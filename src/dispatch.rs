//! Read/write dispatch.
//!
//! Bulk transfers move a whole task buffer to or from the provider. The
//! `*_into` / `*_from` variants copy between a caller buffer and the task
//! buffer around the same transfer, over the prefix both buffers share.
//!
//! Single-element accessors only touch the task buffer at the pin's offset;
//! nothing reaches the hardware until the next bulk transfer. Everything
//! here is a no-op unless the session is `Running`.
//!
//! The `device` argument of a bulk transfer picks the task through the
//! device's bound pins. Since analog and digital tasks are shared by all
//! devices, such a transfer moves every bound pin of that class.

use tracing::{debug, warn};

use crate::error::{QuickDaqError, Result};
use crate::io_mode::{IoMode, SamplingMode};
use crate::provider::HardwareProvider;
use crate::session::{Session, Status};
use crate::task::{TaskBuffer, TaskId};

/// Bits in a digital port word.
pub const PORT_WIDTH: u8 = 32;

◆ PROBLEM REQUIREMENTS
Transcribe the material in full; every line must match exactly.

◆ YOUR RESPONSE
filename src/dispatch.rs
//! Read/write dispatch.
//!
//! Bulk transfers move a whole task buffer to or from the provider. The
//! `*_into` / `*_from` variants copy between a caller buffer and the task
//! buffer around the same transfer, over the prefix both buffers share.
//!
//! Single-element accessors only touch the task buffer at the pin's offset;
//! nothing reaches the hardware until the next bulk transfer. Everything
//! here is a no-op unless the session is `Running`.
//!
//! The `device` argument of a bulk transfer picks the task through the
//! device's bound pins. Since analog and digital tasks are shared by all
//! devices, such a transfer moves every bound pin of that class.

use tracing::{debug, warn};

use crate::error::{QuickDaqError, Result};
use crate::io_mode::{IoMode, SamplingMode};
use crate::provider::HardwareProvider;
use crate::session::{Session, Status};
use crate::task::{TaskBuffer, TaskId};

/// Bits in a digital port word.
pub const PORT_WIDTH: u8 = 32;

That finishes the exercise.